In the Trump plan families get much more generous treatment of child care costs by allowing the family to deduct the average cost of child care from their taxes.
Trump has also proposed cancelling the estate tax and taxing any appreciation of assets on a subsequent sale if the estate value exceeds $10 million. The tax on the appreciation would not occur at death, but when the asset is sold. This is a big shift also as we would go from a tax on transfer (Estate tax) to a regular capital gain on sale. If the estate is below $10 million, then your heirs would presumably still get a date of death step-up in value.
At present assets passing through an estate are stepped-up to date of death value such that an immediate sale would yield no taxable gain or loss. Under the Trump proposal if the estate is valued above $10 million, there would be no estate step up in value and a subsequent sale of those assets would be taxed at capital gains rate (max 20%) versus the current 40% beginning estate tax rate. If this passes, the next 4 years would be an opportune time to die and some Democrats appear to be considering this at present.
The biggest change would be in the business tax arena. Trump proposes to drop the current 35% corporate tax rate to 15% but eliminating many business deductions (not sure which). Asset purchases would be immediately expensed and there would be no depreciation to calculate.
The bolder change is that pass-through entities such as partnership and S corporations would also pay the 15% entity rate but no individual taxes. This means that the owner of an S Corporation would be taxed at 15% while a highly compensated employee of the S Corporation could pay tax at 33%. We’ll probably need some more detail here as well. It might be that partnerships would need to adopt a reasonable compensation for active employment similar to S Corporations. Under this scenario, reasonable compensation would be taxed at ordinary rates and excess business profits would be taxed at the lower rates.
The plan seems to be somewhat close to the Paul Ryan Plan, which you can find on-line. The Trump plan does not have as much detail as the Ryan plan but we are sure we will see more detail soon. Our guess is that we will begin to see some tax proposals in 2017, maybe taking effect in 2018.
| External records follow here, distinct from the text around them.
// Vidmark - Watermark Overlay Module
// Validates inputs, builds the FFmpeg command, runs it, and classifies the
// outcome.

pub mod ffmpeg_builder;
pub mod position;

use std::io;
use std::path::Path;
use std::process::Command;

use crate::config::OverlayConfig;
use crate::error::{Result, VidmarkError};
use crate::tools::ffmpeg_path;

pub use position::Position;

/// Run the full overlay pipeline against `config`.
///
/// Blocks until FFmpeg exits; no timeout, no retry. Every failure is
/// terminal for this run.
pub fn run_overlay(
    config: &OverlayConfig,
    position: Position,
    width: Option<u32>,
    height: Option<u32>,
) -> Result<()> {
    if !config.input_video.exists() {
        return Err(VidmarkError::MissingInput(
            config.input_video.display().to_string(),
        ));
    }
    if !config.watermark_image.exists() {
        return Err(VidmarkError::MissingWatermark(
            config.watermark_image.display().to_string(),
        ));
    }

    let args = ffmpeg_builder::build_overlay_command(config, position, width, height)?;
    log::debug!("ffmpeg {}", args.join(" "));

    clear_stale_output(&config.output_video)?;

    invoke_ffmpeg(&ffmpeg_path(), &args)
}

/// Remove a leftover file at the output path. Overwrite policy: always
/// clobber, no prompt, no backup.
fn clear_stale_output(output: &Path) -> Result<()> {
    if output.exists() {
        log::warn!("Overwriting existing output {}", output.display());
        std::fs::remove_file(output)?;
    }
    Ok(())
}

/// Execute FFmpeg with captured output, blocking until it exits.
/// A spawn failure of kind NotFound means the binary is missing from the
/// host; any non-zero exit carries FFmpeg's stderr verbatim.
fn invoke_ffmpeg(ffmpeg: &Path, args: &[String]) -> Result<()> {
    let output = Command::new(ffmpeg)
        .args(args)
        .output()
        .map_err(|e| match e.kind() {
            io::ErrorKind::NotFound => VidmarkError::FFmpegNotFound(format!(
                "{} (is FFmpeg installed and on your PATH?)",
                ffmpeg.display()
            )),
            _ => VidmarkError::FFmpeg(format!("Failed to start FFmpeg: {}", e)),
        })?;

    if !output.status.success() {
        let stderr = String::from_utf8_lossy(&output.stderr);
        return Err(VidmarkError::FFmpeg(stderr.into_owned()));
    }

    Ok(())
}

#[cfg(test)]
mod tests {
    use super::*;
    use std::path::PathBuf;
    use tempfile::TempDir;

    fn test_config(root: &Path) -> OverlayConfig {
        OverlayConfig {
            input_video: root.join("input.mp4"),
            watermark_image: root.join("watermark.png"),
            output_video: root.join("output.mp4"),
        }
    }

    #[test]
    fn test_missing_input_halts_without_output() {
        let tmp = TempDir::new().unwrap();
        let config = test_config(tmp.path());

        let err = run_overlay(&config, Position::Center, None, None).unwrap_err();
        assert!(matches!(err, VidmarkError::MissingInput(_)));
        assert!(!config.output_video.exists());
    }

    #[test]
    fn test_missing_watermark_halts_without_output() {
        let tmp = TempDir::new().unwrap();
        let config = test_config(tmp.path());
        std::fs::write(&config.input_video, b"not a real video").unwrap();

        let err = run_overlay(&config, Position::Center, None, None).unwrap_err();
        assert!(matches!(err, VidmarkError::MissingWatermark(_)));
        assert!(!config.output_video.exists());
    }

    #[test]
    fn test_clear_stale_output_removes_existing_file() {
        let tmp = TempDir::new().unwrap();
        let output = tmp.path().join("output.mp4");
        std::fs::write(&output, b"stale").unwrap();

        clear_stale_output(&output).unwrap();
        assert!(!output.exists());

        // A second pass with nothing there is a no-op
        clear_stale_output(&output).unwrap();
    }

    #[test]
    fn test_invoke_classifies_missing_binary() {
        let bogus = PathBuf::from("/nonexistent/vidmark-test-ffmpeg");
        let err = invoke_ffmpeg(&bogus, &[]).unwrap_err();
        assert!(matches!(err, VidmarkError::FFmpegNotFound(_)));
    }

    #[cfg(unix)]
    #[test]
    fn test_invoke_classifies_nonzero_exit() {
        let err = invoke_ffmpeg(Path::new("/bin/false"), &[]).unwrap_err();
        assert!(matches!(err, VidmarkError::FFmpeg(_)));
    }
}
Traditionally, Congress scores each tax law proposal to see what the revenue impact to the government will be over the next 10 years. Both Trump & Ryan indicate that economic growth may offset the loss of revenue. Many of the scores indicate that both the Trump & Ryan plans will add to the deficit. Hopefully, this will be addressed as well without the typical budget games that politicians use. While I feel certain that many of these proposals will change before passage, my guess will be that it will be a variation of Trump & Ryan concepts. I hope that they will reduce some spending at the same time to avoid adding to the deficit.